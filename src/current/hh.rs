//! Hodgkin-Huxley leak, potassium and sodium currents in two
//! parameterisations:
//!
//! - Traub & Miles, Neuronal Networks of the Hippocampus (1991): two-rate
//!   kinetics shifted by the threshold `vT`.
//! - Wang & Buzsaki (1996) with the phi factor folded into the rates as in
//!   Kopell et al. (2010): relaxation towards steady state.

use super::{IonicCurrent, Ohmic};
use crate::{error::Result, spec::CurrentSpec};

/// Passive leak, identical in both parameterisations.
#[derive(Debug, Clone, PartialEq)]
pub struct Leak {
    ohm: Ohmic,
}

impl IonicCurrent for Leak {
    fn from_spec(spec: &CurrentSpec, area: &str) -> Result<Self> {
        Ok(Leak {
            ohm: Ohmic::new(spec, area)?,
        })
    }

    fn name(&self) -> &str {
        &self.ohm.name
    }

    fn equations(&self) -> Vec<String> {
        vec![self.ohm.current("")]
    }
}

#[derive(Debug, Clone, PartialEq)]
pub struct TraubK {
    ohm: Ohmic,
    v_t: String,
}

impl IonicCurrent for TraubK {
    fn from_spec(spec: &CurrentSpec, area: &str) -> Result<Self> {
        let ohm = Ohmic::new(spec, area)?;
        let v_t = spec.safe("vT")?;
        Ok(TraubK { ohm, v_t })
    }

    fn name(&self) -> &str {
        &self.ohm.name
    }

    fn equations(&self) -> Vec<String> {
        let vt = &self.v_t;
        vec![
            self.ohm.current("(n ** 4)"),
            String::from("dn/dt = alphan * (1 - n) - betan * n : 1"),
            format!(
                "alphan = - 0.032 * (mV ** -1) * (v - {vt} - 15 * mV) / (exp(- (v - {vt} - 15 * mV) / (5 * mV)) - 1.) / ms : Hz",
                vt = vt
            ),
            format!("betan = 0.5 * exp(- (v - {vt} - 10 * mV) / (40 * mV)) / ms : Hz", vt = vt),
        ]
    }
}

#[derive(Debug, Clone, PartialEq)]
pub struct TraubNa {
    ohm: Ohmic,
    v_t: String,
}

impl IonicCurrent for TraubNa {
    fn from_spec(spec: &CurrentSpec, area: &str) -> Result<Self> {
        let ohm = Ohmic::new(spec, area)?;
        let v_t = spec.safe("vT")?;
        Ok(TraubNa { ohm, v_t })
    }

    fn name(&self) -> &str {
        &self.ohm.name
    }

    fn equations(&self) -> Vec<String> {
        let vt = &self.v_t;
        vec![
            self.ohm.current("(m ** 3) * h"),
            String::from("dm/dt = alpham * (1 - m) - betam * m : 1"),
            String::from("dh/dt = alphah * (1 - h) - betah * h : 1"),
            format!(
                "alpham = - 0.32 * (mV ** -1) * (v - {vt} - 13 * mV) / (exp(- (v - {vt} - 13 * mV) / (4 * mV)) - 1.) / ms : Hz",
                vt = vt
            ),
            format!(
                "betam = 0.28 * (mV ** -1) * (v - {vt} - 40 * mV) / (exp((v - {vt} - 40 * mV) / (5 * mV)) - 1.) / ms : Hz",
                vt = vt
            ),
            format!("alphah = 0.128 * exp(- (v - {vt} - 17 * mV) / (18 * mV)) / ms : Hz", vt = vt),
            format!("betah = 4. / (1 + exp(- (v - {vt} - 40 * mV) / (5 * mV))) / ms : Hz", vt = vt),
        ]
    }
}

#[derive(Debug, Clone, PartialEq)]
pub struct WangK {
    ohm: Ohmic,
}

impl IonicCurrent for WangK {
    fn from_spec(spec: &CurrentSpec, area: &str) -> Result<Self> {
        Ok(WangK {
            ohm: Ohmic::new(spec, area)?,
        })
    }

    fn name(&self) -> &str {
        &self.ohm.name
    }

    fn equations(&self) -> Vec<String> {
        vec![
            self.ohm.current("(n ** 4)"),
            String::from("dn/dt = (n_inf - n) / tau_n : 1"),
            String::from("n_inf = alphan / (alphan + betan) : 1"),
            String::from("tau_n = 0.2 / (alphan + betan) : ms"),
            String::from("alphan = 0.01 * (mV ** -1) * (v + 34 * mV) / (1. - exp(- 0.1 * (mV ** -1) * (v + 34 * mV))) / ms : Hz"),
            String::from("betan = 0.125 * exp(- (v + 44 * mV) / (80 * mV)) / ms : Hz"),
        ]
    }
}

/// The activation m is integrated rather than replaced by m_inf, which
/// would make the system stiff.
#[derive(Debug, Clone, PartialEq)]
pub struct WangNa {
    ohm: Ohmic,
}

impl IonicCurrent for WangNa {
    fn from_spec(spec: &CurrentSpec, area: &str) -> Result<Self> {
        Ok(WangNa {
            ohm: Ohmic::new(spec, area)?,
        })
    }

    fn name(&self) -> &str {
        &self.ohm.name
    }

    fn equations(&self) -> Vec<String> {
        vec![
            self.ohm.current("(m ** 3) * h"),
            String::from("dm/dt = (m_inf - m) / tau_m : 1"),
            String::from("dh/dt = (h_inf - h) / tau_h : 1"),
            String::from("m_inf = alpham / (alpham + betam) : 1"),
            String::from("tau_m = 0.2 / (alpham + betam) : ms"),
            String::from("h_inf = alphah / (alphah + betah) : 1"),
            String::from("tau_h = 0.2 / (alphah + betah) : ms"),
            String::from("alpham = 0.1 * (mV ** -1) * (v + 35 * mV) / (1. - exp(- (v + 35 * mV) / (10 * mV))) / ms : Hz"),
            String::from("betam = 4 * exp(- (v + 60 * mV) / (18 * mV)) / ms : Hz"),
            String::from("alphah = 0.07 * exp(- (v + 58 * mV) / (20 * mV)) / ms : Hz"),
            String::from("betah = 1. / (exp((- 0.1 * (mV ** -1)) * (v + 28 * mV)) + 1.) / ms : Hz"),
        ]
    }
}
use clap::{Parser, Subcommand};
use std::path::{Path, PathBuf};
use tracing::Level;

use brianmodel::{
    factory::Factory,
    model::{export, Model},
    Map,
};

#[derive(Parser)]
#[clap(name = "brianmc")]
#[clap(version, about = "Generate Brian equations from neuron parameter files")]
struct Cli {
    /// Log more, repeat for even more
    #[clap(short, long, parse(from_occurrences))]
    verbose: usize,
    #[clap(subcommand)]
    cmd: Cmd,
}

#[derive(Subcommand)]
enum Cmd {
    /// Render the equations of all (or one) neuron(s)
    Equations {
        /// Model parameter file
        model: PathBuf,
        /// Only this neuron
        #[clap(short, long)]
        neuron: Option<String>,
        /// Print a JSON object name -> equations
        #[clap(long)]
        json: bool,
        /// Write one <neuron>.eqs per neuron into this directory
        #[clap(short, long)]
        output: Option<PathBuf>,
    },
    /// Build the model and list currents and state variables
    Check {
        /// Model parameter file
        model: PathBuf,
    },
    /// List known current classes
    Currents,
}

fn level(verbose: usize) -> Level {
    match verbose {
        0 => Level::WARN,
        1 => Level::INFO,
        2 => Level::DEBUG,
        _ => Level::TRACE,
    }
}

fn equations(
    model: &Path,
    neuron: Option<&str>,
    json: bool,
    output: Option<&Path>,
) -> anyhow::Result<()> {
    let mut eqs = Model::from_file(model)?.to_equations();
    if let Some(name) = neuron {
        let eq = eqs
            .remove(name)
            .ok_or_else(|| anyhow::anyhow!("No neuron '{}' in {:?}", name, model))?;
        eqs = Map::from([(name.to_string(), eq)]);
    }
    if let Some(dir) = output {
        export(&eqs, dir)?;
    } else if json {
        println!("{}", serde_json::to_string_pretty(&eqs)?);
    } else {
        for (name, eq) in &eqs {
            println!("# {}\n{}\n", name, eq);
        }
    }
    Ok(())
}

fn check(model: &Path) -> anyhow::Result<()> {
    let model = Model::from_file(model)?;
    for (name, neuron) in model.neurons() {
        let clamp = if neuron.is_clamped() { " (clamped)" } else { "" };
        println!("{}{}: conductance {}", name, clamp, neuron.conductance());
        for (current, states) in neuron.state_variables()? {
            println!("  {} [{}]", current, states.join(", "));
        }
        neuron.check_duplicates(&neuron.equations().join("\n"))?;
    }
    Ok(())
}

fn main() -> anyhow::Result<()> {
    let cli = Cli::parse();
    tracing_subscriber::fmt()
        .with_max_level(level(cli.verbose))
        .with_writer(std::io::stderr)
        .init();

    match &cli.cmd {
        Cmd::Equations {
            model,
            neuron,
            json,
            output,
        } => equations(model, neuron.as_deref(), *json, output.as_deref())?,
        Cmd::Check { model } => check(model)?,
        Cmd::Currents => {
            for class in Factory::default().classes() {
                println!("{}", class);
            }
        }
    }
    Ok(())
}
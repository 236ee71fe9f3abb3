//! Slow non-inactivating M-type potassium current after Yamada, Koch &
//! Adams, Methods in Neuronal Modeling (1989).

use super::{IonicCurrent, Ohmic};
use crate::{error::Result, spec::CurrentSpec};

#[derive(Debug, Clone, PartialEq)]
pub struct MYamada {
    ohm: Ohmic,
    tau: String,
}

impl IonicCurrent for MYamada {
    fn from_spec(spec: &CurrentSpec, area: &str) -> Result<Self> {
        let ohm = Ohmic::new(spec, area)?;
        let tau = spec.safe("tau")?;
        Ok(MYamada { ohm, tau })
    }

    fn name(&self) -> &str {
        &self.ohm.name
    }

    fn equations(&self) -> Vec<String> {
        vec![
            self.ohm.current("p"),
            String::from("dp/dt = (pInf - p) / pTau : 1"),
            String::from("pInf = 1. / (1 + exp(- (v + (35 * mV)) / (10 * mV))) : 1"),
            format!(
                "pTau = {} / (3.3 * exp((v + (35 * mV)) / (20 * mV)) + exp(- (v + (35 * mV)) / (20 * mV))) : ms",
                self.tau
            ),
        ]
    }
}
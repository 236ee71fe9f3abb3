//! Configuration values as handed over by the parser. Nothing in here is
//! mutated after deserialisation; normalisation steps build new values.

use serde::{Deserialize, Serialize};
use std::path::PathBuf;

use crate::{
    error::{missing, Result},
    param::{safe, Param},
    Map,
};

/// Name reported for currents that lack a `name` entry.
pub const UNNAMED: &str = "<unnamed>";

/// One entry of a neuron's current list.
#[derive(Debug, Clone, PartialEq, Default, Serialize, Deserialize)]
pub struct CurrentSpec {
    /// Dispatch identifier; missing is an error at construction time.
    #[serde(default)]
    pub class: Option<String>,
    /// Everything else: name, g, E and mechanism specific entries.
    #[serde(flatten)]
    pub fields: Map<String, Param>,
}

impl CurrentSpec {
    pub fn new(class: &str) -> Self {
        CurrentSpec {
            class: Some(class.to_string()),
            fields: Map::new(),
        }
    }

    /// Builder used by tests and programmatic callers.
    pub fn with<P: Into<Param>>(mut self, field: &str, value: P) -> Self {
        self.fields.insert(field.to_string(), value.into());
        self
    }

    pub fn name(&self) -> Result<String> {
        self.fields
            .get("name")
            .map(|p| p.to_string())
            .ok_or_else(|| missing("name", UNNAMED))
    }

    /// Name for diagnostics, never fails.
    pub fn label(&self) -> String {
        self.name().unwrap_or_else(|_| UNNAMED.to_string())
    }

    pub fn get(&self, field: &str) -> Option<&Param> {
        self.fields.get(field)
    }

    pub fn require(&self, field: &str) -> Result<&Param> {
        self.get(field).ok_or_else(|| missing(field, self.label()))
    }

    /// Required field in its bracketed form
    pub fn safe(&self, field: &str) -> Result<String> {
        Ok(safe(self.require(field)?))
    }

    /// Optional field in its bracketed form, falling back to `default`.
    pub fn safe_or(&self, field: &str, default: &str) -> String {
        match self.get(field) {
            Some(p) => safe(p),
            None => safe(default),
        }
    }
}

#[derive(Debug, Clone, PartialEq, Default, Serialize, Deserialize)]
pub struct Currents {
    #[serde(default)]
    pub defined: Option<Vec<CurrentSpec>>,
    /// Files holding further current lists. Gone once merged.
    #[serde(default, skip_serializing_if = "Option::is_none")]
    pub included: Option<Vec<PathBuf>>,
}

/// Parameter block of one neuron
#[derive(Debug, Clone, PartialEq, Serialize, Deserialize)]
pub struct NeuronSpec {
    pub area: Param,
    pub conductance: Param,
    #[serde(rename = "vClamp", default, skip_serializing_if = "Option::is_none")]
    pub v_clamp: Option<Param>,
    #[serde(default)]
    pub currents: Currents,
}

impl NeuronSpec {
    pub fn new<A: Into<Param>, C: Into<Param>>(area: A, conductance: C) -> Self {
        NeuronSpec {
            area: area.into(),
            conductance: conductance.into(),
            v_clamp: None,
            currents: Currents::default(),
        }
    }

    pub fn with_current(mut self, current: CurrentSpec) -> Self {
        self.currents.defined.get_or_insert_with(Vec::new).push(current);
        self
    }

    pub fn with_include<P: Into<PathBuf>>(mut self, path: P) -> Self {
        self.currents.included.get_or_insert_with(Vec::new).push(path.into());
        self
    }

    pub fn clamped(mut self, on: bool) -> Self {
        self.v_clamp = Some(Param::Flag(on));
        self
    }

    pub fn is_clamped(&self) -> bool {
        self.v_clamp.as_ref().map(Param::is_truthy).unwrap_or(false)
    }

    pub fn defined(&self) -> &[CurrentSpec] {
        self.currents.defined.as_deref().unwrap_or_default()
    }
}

· · · ·

Exercise aim
Show every line from the entries above in which the word "IonicCurrent" appears.

Answer to the exercise
use super::{IonicCurrent, Ohmic};
impl IonicCurrent for Leak {
impl IonicCurrent for TraubK {
impl IonicCurrent for TraubNa {
impl IonicCurrent for WangK {
impl IonicCurrent for WangNa {
use super::{IonicCurrent, Ohmic};
impl IonicCurrent for MYamada {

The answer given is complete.